EXERCISE REQUIREMENTS —
Transcribe the listing below from its opening line up to and including the line that contains "use super::*;"; reproduce nothing else.

TASK INPUT —
——————————

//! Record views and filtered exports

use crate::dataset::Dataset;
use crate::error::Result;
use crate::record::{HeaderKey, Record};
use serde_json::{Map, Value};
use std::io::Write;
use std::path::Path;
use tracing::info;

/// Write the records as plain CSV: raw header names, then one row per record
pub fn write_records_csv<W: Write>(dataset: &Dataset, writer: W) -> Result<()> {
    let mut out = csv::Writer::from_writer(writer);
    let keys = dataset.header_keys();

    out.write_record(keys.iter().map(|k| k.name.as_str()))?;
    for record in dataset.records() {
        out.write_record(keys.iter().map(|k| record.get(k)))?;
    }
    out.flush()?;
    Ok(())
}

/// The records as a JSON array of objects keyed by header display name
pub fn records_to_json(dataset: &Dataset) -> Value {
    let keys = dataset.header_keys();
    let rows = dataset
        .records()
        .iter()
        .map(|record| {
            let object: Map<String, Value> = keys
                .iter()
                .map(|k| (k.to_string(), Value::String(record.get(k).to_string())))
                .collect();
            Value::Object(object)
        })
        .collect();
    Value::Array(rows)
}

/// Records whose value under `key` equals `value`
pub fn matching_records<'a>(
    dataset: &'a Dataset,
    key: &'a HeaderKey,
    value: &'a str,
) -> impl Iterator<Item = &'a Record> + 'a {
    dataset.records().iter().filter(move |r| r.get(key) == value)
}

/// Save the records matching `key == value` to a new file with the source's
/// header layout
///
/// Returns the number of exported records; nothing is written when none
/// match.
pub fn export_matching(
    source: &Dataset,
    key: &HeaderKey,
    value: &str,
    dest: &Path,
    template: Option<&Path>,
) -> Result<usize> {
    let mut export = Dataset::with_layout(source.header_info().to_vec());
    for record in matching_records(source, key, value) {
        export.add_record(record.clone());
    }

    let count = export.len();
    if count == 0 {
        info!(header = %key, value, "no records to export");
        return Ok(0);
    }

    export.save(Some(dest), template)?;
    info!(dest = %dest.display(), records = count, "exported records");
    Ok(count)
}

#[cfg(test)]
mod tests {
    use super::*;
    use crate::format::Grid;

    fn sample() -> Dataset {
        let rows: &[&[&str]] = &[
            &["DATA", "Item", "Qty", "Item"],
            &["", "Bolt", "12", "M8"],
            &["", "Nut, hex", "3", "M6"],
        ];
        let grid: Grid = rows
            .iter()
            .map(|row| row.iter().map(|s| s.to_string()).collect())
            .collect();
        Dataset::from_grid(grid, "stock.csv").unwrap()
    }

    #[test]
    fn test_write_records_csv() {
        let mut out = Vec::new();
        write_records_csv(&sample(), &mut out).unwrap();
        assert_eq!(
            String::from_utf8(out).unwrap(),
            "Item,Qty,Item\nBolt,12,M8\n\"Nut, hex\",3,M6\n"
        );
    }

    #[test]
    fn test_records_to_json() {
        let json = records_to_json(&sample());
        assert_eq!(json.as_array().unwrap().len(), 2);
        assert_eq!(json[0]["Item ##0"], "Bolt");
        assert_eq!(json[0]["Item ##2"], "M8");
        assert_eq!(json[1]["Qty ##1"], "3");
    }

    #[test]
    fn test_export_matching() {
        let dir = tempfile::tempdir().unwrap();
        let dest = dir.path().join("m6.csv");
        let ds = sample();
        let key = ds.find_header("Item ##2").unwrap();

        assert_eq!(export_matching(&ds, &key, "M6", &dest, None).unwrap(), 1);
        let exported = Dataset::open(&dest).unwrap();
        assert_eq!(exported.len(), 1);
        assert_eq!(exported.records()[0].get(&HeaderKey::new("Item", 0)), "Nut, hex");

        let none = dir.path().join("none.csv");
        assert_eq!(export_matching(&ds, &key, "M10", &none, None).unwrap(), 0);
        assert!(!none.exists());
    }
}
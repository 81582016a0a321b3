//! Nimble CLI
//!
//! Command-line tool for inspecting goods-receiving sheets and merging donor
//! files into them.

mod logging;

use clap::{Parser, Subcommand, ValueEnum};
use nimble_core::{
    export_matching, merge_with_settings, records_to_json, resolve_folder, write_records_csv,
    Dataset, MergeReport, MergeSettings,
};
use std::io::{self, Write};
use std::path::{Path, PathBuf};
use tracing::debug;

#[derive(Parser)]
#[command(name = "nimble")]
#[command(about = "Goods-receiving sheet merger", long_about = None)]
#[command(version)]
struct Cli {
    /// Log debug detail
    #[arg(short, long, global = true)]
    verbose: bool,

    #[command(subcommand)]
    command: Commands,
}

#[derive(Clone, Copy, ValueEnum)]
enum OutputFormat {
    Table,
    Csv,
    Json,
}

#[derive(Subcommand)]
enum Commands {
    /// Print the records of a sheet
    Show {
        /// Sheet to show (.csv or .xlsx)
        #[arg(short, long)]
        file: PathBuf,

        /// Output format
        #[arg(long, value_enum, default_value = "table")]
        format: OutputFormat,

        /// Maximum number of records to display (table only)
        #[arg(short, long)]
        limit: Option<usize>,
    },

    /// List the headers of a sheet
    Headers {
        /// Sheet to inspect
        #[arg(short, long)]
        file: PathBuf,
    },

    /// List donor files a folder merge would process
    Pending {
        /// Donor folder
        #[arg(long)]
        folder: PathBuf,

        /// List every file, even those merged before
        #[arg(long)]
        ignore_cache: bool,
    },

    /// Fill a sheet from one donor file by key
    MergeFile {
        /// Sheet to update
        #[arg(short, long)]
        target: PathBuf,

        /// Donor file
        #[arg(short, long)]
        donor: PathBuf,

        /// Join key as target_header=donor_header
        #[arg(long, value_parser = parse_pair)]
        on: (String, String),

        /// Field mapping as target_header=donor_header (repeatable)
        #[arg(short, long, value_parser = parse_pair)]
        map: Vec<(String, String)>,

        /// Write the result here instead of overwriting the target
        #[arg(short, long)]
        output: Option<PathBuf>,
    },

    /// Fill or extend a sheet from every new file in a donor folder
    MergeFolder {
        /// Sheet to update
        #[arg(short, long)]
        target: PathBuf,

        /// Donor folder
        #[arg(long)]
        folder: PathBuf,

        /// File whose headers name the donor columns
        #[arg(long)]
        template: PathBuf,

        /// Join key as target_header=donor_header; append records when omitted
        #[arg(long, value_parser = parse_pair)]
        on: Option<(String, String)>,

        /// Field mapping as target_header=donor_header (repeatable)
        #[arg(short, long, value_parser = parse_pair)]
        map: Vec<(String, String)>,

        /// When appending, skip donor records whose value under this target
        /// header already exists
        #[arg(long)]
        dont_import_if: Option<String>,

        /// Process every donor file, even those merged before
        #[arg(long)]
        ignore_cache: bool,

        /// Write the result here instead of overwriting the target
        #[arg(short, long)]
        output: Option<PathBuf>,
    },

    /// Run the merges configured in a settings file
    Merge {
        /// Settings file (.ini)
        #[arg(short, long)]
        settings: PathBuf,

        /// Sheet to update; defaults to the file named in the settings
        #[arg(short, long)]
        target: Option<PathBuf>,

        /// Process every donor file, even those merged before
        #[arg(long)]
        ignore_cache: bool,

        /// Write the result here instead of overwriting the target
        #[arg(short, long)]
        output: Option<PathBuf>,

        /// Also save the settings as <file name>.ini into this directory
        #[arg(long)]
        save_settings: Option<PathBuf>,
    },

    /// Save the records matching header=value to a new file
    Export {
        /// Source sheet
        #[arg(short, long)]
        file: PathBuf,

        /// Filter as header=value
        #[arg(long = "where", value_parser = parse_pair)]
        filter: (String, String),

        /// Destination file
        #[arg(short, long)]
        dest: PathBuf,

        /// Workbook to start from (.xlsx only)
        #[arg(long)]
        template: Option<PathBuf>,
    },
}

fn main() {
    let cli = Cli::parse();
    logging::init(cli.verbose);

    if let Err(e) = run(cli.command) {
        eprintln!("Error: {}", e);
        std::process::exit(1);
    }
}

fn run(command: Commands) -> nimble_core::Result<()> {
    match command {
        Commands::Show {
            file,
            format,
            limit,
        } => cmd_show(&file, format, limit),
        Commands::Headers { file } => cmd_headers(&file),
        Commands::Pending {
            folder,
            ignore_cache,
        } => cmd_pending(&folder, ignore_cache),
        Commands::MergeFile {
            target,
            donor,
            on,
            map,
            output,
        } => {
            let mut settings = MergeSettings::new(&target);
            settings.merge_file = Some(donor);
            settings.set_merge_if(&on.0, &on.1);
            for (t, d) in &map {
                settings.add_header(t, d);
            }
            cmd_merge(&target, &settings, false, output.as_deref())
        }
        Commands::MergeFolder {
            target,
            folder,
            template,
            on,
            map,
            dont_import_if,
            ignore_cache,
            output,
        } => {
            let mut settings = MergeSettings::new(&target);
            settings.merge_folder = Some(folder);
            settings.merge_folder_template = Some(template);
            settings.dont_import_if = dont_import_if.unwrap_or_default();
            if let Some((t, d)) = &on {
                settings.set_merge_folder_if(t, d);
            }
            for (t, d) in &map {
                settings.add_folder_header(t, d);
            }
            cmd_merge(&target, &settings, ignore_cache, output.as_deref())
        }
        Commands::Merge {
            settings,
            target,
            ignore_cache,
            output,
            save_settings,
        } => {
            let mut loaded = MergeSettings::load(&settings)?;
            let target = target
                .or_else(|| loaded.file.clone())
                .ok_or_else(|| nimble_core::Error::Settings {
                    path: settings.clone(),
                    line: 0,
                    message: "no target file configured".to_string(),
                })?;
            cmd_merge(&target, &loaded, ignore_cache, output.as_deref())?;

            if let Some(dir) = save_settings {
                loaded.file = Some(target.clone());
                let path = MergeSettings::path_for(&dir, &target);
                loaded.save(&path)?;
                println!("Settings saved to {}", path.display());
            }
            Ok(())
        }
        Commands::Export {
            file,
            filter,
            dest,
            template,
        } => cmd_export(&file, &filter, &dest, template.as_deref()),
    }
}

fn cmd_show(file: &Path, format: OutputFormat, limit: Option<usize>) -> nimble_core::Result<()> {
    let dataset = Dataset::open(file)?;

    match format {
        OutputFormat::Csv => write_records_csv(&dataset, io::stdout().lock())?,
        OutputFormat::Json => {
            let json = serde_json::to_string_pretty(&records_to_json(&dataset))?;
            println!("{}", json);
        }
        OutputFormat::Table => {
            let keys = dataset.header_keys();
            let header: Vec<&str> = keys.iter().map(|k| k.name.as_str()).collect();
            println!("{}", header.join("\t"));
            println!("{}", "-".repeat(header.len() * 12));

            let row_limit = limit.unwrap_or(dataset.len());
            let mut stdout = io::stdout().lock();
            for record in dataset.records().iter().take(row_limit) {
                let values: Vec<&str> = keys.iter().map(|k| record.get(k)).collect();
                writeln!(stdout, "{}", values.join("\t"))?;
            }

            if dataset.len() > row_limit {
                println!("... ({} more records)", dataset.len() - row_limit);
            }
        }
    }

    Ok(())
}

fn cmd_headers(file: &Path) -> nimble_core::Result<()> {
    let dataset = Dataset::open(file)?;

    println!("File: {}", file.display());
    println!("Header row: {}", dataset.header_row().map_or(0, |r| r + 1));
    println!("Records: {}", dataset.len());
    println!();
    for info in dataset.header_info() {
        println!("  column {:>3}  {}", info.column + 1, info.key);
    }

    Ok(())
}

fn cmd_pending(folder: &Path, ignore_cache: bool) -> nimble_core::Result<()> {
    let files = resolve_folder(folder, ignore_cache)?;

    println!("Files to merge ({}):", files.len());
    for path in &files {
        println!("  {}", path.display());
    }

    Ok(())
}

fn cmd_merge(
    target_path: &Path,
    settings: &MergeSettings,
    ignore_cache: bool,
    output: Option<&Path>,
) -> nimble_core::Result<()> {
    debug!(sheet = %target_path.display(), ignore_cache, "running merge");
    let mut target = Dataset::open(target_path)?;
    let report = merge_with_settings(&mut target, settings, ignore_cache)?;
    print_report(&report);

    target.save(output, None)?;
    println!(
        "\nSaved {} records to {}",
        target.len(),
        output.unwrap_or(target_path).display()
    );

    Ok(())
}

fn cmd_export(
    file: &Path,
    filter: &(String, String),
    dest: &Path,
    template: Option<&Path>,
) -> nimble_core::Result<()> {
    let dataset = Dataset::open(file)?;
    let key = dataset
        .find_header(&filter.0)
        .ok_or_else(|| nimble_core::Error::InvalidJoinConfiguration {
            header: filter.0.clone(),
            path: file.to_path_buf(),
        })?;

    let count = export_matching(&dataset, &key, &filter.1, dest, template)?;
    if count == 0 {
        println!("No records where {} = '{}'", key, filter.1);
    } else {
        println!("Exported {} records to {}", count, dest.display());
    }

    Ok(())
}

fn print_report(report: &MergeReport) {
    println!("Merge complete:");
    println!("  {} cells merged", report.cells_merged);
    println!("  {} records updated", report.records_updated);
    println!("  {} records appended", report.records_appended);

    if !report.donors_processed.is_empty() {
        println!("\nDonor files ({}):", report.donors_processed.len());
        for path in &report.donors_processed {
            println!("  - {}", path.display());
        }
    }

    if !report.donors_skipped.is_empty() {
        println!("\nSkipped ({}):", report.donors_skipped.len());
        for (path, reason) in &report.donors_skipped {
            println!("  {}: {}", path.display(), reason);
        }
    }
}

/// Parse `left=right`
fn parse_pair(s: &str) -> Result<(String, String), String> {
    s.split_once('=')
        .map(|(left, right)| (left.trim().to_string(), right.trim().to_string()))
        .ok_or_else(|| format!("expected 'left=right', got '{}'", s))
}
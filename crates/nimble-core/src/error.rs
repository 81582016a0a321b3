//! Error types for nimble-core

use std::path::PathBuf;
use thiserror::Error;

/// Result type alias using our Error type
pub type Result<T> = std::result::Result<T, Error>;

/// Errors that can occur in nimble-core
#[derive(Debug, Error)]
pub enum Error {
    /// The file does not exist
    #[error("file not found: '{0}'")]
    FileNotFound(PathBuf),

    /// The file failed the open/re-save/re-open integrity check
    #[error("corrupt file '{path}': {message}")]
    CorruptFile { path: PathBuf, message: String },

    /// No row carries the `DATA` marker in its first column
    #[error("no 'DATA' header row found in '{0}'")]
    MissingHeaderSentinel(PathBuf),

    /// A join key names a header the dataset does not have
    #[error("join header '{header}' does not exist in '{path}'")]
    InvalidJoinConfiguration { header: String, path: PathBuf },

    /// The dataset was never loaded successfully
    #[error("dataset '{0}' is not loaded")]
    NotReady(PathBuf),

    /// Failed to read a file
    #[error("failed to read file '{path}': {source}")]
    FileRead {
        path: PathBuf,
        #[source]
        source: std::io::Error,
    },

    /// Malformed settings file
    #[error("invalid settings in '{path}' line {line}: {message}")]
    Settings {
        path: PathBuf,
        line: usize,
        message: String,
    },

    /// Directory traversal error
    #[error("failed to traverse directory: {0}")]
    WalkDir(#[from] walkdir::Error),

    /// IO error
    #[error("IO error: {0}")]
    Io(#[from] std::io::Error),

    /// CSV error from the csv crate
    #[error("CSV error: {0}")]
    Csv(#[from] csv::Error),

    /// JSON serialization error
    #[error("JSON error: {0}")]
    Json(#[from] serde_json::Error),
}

——————————

EXERCISE RESPONSE —
//! Record views and filtered exports

use crate::dataset::Dataset;
use crate::error::Result;
use crate::record::{HeaderKey, Record};
use serde_json::{Map, Value};
use std::io::Write;
use std::path::Path;
use tracing::info;

/// Write the records as plain CSV: raw header names, then one row per record
pub fn write_records_csv<W: Write>(dataset: &Dataset, writer: W) -> Result<()> {
    let mut out = csv::Writer::from_writer(writer);
    let keys = dataset.header_keys();

    out.write_record(keys.iter().map(|k| k.name.as_str()))?;
    for record in dataset.records() {
        out.write_record(keys.iter().map(|k| record.get(k)))?;
    }
    out.flush()?;
    Ok(())
}

/// The records as a JSON array of objects keyed by header display name
pub fn records_to_json(dataset: &Dataset) -> Value {
    let keys = dataset.header_keys();
    let rows = dataset
        .records()
        .iter()
        .map(|record| {
            let object: Map<String, Value> = keys
                .iter()
                .map(|k| (k.to_string(), Value::String(record.get(k).to_string())))
                .collect();
            Value::Object(object)
        })
        .collect();
    Value::Array(rows)
}

/// Records whose value under `key` equals `value`
pub fn matching_records<'a>(
    dataset: &'a Dataset,
    key: &'a HeaderKey,
    value: &'a str,
) -> impl Iterator<Item = &'a Record> + 'a {
    dataset.records().iter().filter(move |r| r.get(key) == value)
}

/// Save the records matching `key == value` to a new file with the source's
/// header layout
///
/// Returns the number of exported records; nothing is written when none
/// match.
pub fn export_matching(
    source: &Dataset,
    key: &HeaderKey,
    value: &str,
    dest: &Path,
    template: Option<&Path>,
) -> Result<usize> {
    let mut export = Dataset::with_layout(source.header_info().to_vec());
    for record in matching_records(source, key, value) {
        export.add_record(record.clone());
    }

    let count = export.len();
    if count == 0 {
        info!(header = %key, value, "no records to export");
        return Ok(0);
    }

    export.save(Some(dest), template)?;
    info!(dest = %dest.display(), records = count, "exported records");
    Ok(count)
}

#[cfg(test)]
mod tests {
    use super::*;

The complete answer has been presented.